Anyhoo, my sincere thanks to Patricia, Ann, John, Mary, and the Informative and Generous Person Who PMed me.
I am now certain that Maz's reference to "Roobarb County" is specific to Yorkshire, and not a general reference to rural areas such as the hick town I grew up in, which is how I'd heard the term used colloquially in America, more than once. Apparently Yorkshire forced rhubarb is so famous that it has protected designation of origin status, like Champagne sparkling wine and Stilton cheese.
Maz often used the Yorkshire word for "thanks" in her messages, so it's my turn now. Ta.

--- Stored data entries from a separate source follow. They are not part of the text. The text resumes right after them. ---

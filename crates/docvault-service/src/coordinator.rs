//! The single global lock guarding the entity store.

use std::sync::Arc;

use tokio::sync::{RwLock, RwLockReadGuard, RwLockWriteGuard};

use docvault_database::EntityStore;

/// Cloneable handle to the lock-guarded store.
///
/// Every service holds one of these; the store itself is never handed to
/// callers. Guards release on drop, so every exit path (including `?`)
/// unlocks.
#[derive(Debug)]
pub struct SharedStore<S> {
    inner: Arc<RwLock<S>>,
}

impl<S> Clone for SharedStore<S> {
    fn clone(&self) -> Self {
        Self {
            inner: Arc::clone(&self.inner),
        }
    }
}

impl<S: EntityStore> SharedStore<S> {
    /// Wrap a store in the global lock.
    pub fn new(store: S) -> Self {
        Self {
            inner: Arc::new(RwLock::new(store)),
        }
    }

    /// Acquire the shared lock for a read-only operation.
    pub async fn read(&self) -> RwLockReadGuard<'_, S> {
        self.inner.read().await
    }

    /// Acquire the exclusive lock for a mutating operation.
    pub async fn write(&self) -> RwLockWriteGuard<'_, S> {
        self.inner.write().await
    }
}
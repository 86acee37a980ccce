//! Blob store trait for file payloads.

use async_trait::async_trait;
use bytes::Bytes;

use crate::result::AppResult;
use crate::types::FileId;

/// Trait for file payload backends.
///
/// Payloads are addressed by the owning file's id. The trait is defined in
/// `docvault-core` and implemented in `docvault-storage`.
#[async_trait]
pub trait BlobStore: Send + Sync + std::fmt::Debug + 'static {
    /// Return the provider type name (e.g., "local", "memory").
    fn provider_type(&self) -> &str;

    /// Store the payload for a file, replacing any previous payload.
    async fn put(&self, file_id: FileId, data: Bytes) -> AppResult<()>;

    /// Read the payload for a file. Returns `None` when nothing was uploaded.
    async fn get(&self, file_id: FileId) -> AppResult<Option<Bytes>>;

    /// Delete the payload for a file. Returns `true` if one existed.
    async fn delete(&self, file_id: FileId) -> AppResult<bool>;

    /// Check whether a payload exists for a file.
    async fn exists(&self, file_id: FileId) -> AppResult<bool>;
}
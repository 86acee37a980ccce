//! JSON snapshot persistence for [`MemoryStore`].

use std::path::Path;

use tracing::{debug, info};

use docvault_core::{AppError, AppResult, ErrorKind};

use crate::memory::MemoryStore;

/// Load a store from a snapshot file.
///
/// A missing file yields an empty store.
pub async fn load(path: impl AsRef<Path>) -> AppResult<MemoryStore> {
    let path = path.as_ref();
    if !tokio::fs::try_exists(path).await? {
        debug!(path = %path.display(), "No snapshot found, starting empty");
        return Ok(MemoryStore::new());
    }

    let raw = tokio::fs::read(path).await.map_err(|e| {
        AppError::with_source(
            ErrorKind::Store,
            format!("Failed to read snapshot '{}'", path.display()),
            e,
        )
    })?;
    let store: MemoryStore = serde_json::from_slice(&raw)?;
    info!(path = %path.display(), "Snapshot loaded");
    Ok(store)
}

/// Write a store to a snapshot file.
///
/// The document is written next to the target and renamed into place so a
/// crash never leaves a truncated snapshot behind.
pub async fn save(store: &MemoryStore, path: impl AsRef<Path>) -> AppResult<()> {
    let path = path.as_ref();
    if let Some(parent) = path.parent().filter(|p| !p.as_os_str().is_empty()) {
        tokio::fs::create_dir_all(parent).await?;
    }

    let json = serde_json::to_vec_pretty(store)?;
    let tmp = path.with_extension("json.tmp");
    tokio::fs::write(&tmp, json).await.map_err(|e| {
        AppError::with_source(
            ErrorKind::Store,
            format!("Failed to write snapshot '{}'", tmp.display()),
            e,
        )
    })?;
    tokio::fs::rename(&tmp, path).await.map_err(|e| {
        AppError::with_source(
            ErrorKind::Store,
            format!("Failed to replace snapshot '{}'", path.display()),
            e,
        )
    })?;

    debug!(path = %path.display(), "Snapshot saved");
    Ok(())
}
//! User role CLI commands.

use clap::{Args, Subcommand};
use serde::Serialize;
use tabled::Tabled;

use docvault_core::AppResult;
use docvault_core::types::UserRoleId;
use docvault_entity::user::{CreateUserRole, UpdateUserRole, UserRole, UserRoleDetail};
use docvault_service::{DocumentHub, RequestContext};

use crate::output::{self, OutputFormat};

/// Arguments for role commands
#[derive(Debug, Args)]
pub struct RoleArgs {
    /// Role subcommand
    #[command(subcommand)]
    pub command: RoleCommand,
}

/// Role subcommands
#[derive(Debug, Subcommand)]
pub enum RoleCommand {
    /// Create a user role
    Create {
        /// Role name
        name: String,
    },
    /// List user roles with their grant counts
    List,
    /// Show a user role
    Show {
        /// User role ID
        role_id: UserRoleId,
    },
    /// Rename a user role
    Rename {
        /// User role ID
        role_id: UserRoleId,
        /// New name
        name: String,
    },
    /// Delete a user role together with its grants and assignments
    Delete {
        /// User role ID
        role_id: UserRoleId,
    },
}

impl RoleCommand {
    /// Whether the subcommand changes the store.
    pub fn mutates(&self) -> bool {
        !matches!(self, Self::List | Self::Show { .. })
    }
}

/// Role display row
#[derive(Debug, Serialize, Tabled)]
struct RoleRow {
    /// Role ID
    id: String,
    /// Name
    name: String,
    /// Number of folder grants
    grants: usize,
    /// Created at
    created_at: String,
}

impl RoleRow {
    fn new(role: &UserRole, grants: usize) -> Self {
        Self {
            id: role.id.to_string(),
            name: role.name.clone(),
            grants,
            created_at: role.created_at.format("%Y-%m-%d %H:%M").to_string(),
        }
    }
}

impl From<&UserRoleDetail> for RoleRow {
    fn from(detail: &UserRoleDetail) -> Self {
        Self::new(&detail.role, detail.access_roles.len())
    }
}

/// Execute role commands
pub async fn execute(
    args: &RoleArgs,
    hub: &DocumentHub,
    ctx: &RequestContext,
    format: OutputFormat,
) -> AppResult<()> {
    let roles = hub.roles();
    match &args.command {
        RoleCommand::Create { name } => {
            let role = roles
                .create_user_role(ctx, CreateUserRole { name: name.clone() })
                .await?;
            output::print_item(RoleRow::new(&role, 0), &role, format);
        }
        RoleCommand::List => {
            let list = roles.list_user_roles(ctx).await?;
            let rows: Vec<RoleRow> = list.iter().map(RoleRow::from).collect();
            output::print_list(&rows, &list, format);
        }
        RoleCommand::Show { role_id } => {
            let detail = roles.get_user_role(ctx, *role_id).await?;
            output::print_item(RoleRow::from(&detail), &detail, format);
        }
        RoleCommand::Rename { role_id, name } => {
            let patch = UpdateUserRole {
                name: Some(name.clone()),
            };
            let role = roles.update_user_role(ctx, *role_id, patch).await?;
            output::print_success(&format!("User role {} renamed to '{}'", role.id, role.name));
        }
        RoleCommand::Delete { role_id } => {
            roles.delete_user_role(ctx, *role_id).await?;
            output::print_success(&format!("User role {role_id} deleted"));
        }
    }

    Ok(())
}
//! Visibility filter applied to a folder read before it leaves the service.

use tracing::debug;

use docvault_auth::{can_view_file, resolve_level};
use docvault_core::{AppError, AppResult};
use docvault_database::EntityStore;
use docvault_entity::access::AccessLevel;
use docvault_entity::file::File;
use docvault_entity::folder::{FolderContents, FolderView};
use docvault_entity::user::User;

/// Keep the files `user` may see in a folder where it holds `level`.
///
/// Uses the same rule as a single file read: below `Publisher`, drafts are
/// dropped unless `user` last edited them, and below `Viewer` only the
/// files `user` last edited remain. Order is preserved.
pub fn visible_files(user: &User, files: Vec<File>, level: AccessLevel) -> Vec<File> {
    files
        .into_iter()
        .filter(|file| can_view_file(user, file, level))
        .collect()
}

/// Filter a folder's immediate contents for `user`, who holds `level` on it.
///
/// Each child folder is resolved independently (grants are not inherited)
/// and dropped when the result is `None`. The caller's level is attached to
/// the returned view.
pub fn apply_visibility<S>(
    store: &S,
    user: &User,
    contents: FolderContents,
    level: AccessLevel,
) -> AppResult<FolderView>
where
    S: EntityStore + ?Sized,
{
    let FolderContents {
        folder,
        child_folders,
        files,
        access_roles,
    } = contents;

    let total_children = child_folders.len();
    let mut visible_children = Vec::with_capacity(total_children);
    for child in child_folders {
        match resolve_level(store, user, child.id)? {
            AccessLevel::Unset => {
                return Err(AppError::internal(format!(
                    "Resolved an unset access level on folder {}",
                    child.id
                )));
            }
            AccessLevel::None => {}
            _ => visible_children.push(child),
        }
    }

    let total_files = files.len();
    let files = visible_files(user, files, level);

    debug!(
        user_id = %user.id,
        folder_id = %folder.id,
        %level,
        hidden_folders = total_children - visible_children.len(),
        hidden_files = total_files - files.len(),
        "Applied visibility filter"
    );

    Ok(FolderView {
        contents: FolderContents {
            folder,
            child_folders: visible_children,
            files,
            access_roles,
        },
        access_level: level,
    })
}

I am not aware of any specific connection that Maz may have had to Yorkshire. Her family lived in London (Marylebone and Maida Vale) until the 1970's, then in Slough and Bracknell (1978) before moving to Poole in the 1980's. She had spent her childhood summers with her father's family in Bedwellty, Wales, and briefly attended Cardiff University. And in comments she made several years before writing "Opening a Jar of Dead Sea Mud", she wrote, "When I was six, I was sent to convalesce after an illness to a place in Herne Bay run by nuns – it was like Stalag 17." This became "Stalag Kent" in the sonnet.

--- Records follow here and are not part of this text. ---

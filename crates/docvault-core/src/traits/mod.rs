//! Core traits defined in `docvault-core` and implemented by other crates.

pub mod blob;
pub mod repository;

pub use blob::BlobStore;
pub use repository::{Entity, Repository};
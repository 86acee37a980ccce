//! User management CLI commands.

use clap::{Args, Subcommand};
use serde::Serialize;
use tabled::Tabled;

use docvault_core::AppResult;
use docvault_core::types::{UserId, UserRoleId};
use docvault_entity::user::{CreateUser, UpdateUser, UserProfile};
use docvault_service::{DocumentHub, RequestContext};

use crate::output::{self, OutputFormat};

/// Arguments for user commands
#[derive(Debug, Args)]
pub struct UserArgs {
    /// User subcommand
    #[command(subcommand)]
    pub command: UserCommand,
}

/// User subcommands
#[derive(Debug, Subcommand)]
pub enum UserCommand {
    /// Create a user
    Create {
        /// Username
        username: String,
        /// Password
        #[arg(short, long)]
        password: String,
        /// Display name (defaults to the username)
        #[arg(short, long)]
        display_name: Option<String>,
        /// Grant the admin flag
        #[arg(long)]
        admin: bool,
    },
    /// List active users
    List,
    /// Show a user
    Show {
        /// User ID
        user_id: UserId,
    },
    /// Change a user's name or password
    Update {
        /// User ID
        user_id: UserId,
        /// New username
        #[arg(short, long)]
        username: Option<String>,
        /// New display name
        #[arg(short, long)]
        display_name: Option<String>,
        /// New password
        #[arg(short, long)]
        password: Option<String>,
    },
    /// Delete a user
    Delete {
        /// User ID
        user_id: UserId,
    },
    /// Reactivate a deleted user
    Reactivate {
        /// Username
        username: String,
    },
    /// Verify a username and password
    Login {
        /// Username
        username: String,
        /// Password
        #[arg(short, long)]
        password: String,
    },
    /// Give a user a role
    Grant {
        /// User ID
        user_id: UserId,
        /// User role ID
        role_id: UserRoleId,
    },
    /// Take a role away from a user
    Revoke {
        /// User ID
        user_id: UserId,
        /// User role ID
        role_id: UserRoleId,
    },
}

impl UserCommand {
    /// Whether the subcommand changes the store.
    pub fn mutates(&self) -> bool {
        !matches!(self, Self::List | Self::Show { .. } | Self::Login { .. })
    }
}

/// User display row for table output
#[derive(Debug, Serialize, Tabled)]
struct UserRow {
    /// User ID
    id: String,
    /// Username
    username: String,
    /// Display name
    display_name: String,
    /// Admin flag
    admin: bool,
    /// Held roles
    roles: String,
    /// Created at
    created_at: String,
}

impl From<&UserProfile> for UserRow {
    fn from(user: &UserProfile) -> Self {
        Self {
            id: user.id.to_string(),
            username: user.username.clone(),
            display_name: user.display_name.clone(),
            admin: user.is_admin,
            roles: user
                .roles
                .iter()
                .map(|r| r.name.as_str())
                .collect::<Vec<_>>()
                .join(", "),
            created_at: user.created_at.format("%Y-%m-%d %H:%M").to_string(),
        }
    }
}

/// Execute user commands
pub async fn execute(
    args: &UserArgs,
    hub: &DocumentHub,
    ctx: &RequestContext,
    format: OutputFormat,
) -> AppResult<()> {
    let users = hub.users();
    match &args.command {
        UserCommand::Create {
            username,
            password,
            display_name,
            admin,
        } => {
            let user = users
                .create_user(
                    ctx,
                    CreateUser {
                        username: username.clone(),
                        display_name: display_name.clone().unwrap_or_else(|| username.clone()),
                        password: password.clone(),
                        is_admin: *admin,
                    },
                )
                .await?;
            output::print_item(UserRow::from(&user), &user, format);
        }
        UserCommand::List => {
            let list = users.list_users(ctx).await?;
            let rows: Vec<UserRow> = list.iter().map(UserRow::from).collect();
            output::print_list(&rows, &list, format);
        }
        UserCommand::Show { user_id } => {
            let user = users.get_user(ctx, *user_id).await?;
            output::print_item(UserRow::from(&user), &user, format);
        }
        UserCommand::Update {
            user_id,
            username,
            display_name,
            password,
        } => {
            let patch = UpdateUser {
                username: username.clone(),
                display_name: display_name.clone(),
                password: password.clone(),
            };
            let user = users.update_user(ctx, *user_id, patch).await?;
            output::print_item(UserRow::from(&user), &user, format);
        }
        UserCommand::Delete { user_id } => {
            users.delete_user(ctx, *user_id).await?;
            output::print_success(&format!("User {user_id} deleted"));
        }
        UserCommand::Reactivate { username } => {
            let user = users.reactivate_user(ctx, username).await?;
            output::print_item(UserRow::from(&user), &user, format);
        }
        UserCommand::Login { username, password } => {
            let user = hub.login(username, password).await?;
            output::print_success(&format!("Credentials valid for '{}'", user.username));
        }
        UserCommand::Grant { user_id, role_id } => {
            let user = hub.roles().assign_user_role(ctx, *user_id, *role_id).await?;
            output::print_item(UserRow::from(&user), &user, format);
        }
        UserCommand::Revoke { user_id, role_id } => {
            let user = hub.roles().revoke_user_role(ctx, *user_id, *role_id).await?;
            output::print_item(UserRow::from(&user), &user, format);
        }
    }

    Ok(())
}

Interestingly (to me, at least), a comment about pigs that she made some years before writing "Fer Blossom" concerns Wales, not Yorkshire:
***
I find it funny how we’re nutty about some animals, but regard others as without feelings.
I had a friend in Wales who had a pig as a pet – not the trendy Vietnamese pot-belly, just a plain old farm sow he had picked up as a runt to save from the chop. She was affectionate and house-trained and used to snore quietly lying at his feet while he watched tv. He took her out for walks and she used to go out into the garden, trot round on an inspection tour, and come back in and give him a progress report with funny little grunts. He reckoned she was more intelligent than any dog, and more fastidious too.
Yet pigs are crammed into cramped filthy conditions, with no outlet for their curiosity and intelligence, then slaughtered and sliced, and very few people think anything about it. How does this hierarchy of concern come about? Is it just convenience?
Kind regards,
grasshopper
(2002-05-07)
Last edited by Julie Steiner; 08-26-2013 at 02:42 PM.